> [DESCRIPTION OF THE TASK] Gather, from the data below, each line in which the word "HashMap" occurs.

> [DATA FOR THE TASK]
// Category compatibility matrix

use hashbrown::HashMap;

/// Mapping from a pair of categories to a compatibility flag.
///
/// Pairs that were never set are incompatible.
#[derive(Debug, Clone, Default, PartialEq, Eq)]
pub struct CompatibilityMatrix {
    rows: HashMap<String, HashMap<String, bool>>,
}

impl CompatibilityMatrix {
    pub fn new() -> Self {
        Self::default()
    }

    /// Set the flag for `(left, right)`, replacing any previous value.
    pub fn set(&mut self, left: impl Into<String>, right: impl Into<String>, compatible: bool) {
        self.rows
            .entry(left.into())
            .or_default()
            .insert(right.into(), compatible);
    }

    /// Mark `(left, right)` as compatible.
    pub fn allow(&mut self, left: impl Into<String>, right: impl Into<String>) {
        self.set(left, right, true);
    }

    /// Whether `left` may be followed by `right`.
    pub fn is_compatible(&self, left: &str, right: &str) -> bool {
        self.rows
            .get(left)
            .and_then(|row| row.get(right))
            .copied()
            .unwrap_or(false)
    }

    /// Number of explicitly set pairs.
    pub fn len(&self) -> usize {
        self.rows.values().map(HashMap::len).sum()
    }

    pub fn is_empty(&self) -> bool {
        self.len() == 0
    }
}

> [TASK RESULT]
use hashbrown::HashMap;
    rows: HashMap<String, HashMap<String, bool>>,
        self.rows.values().map(HashMap::len).sum()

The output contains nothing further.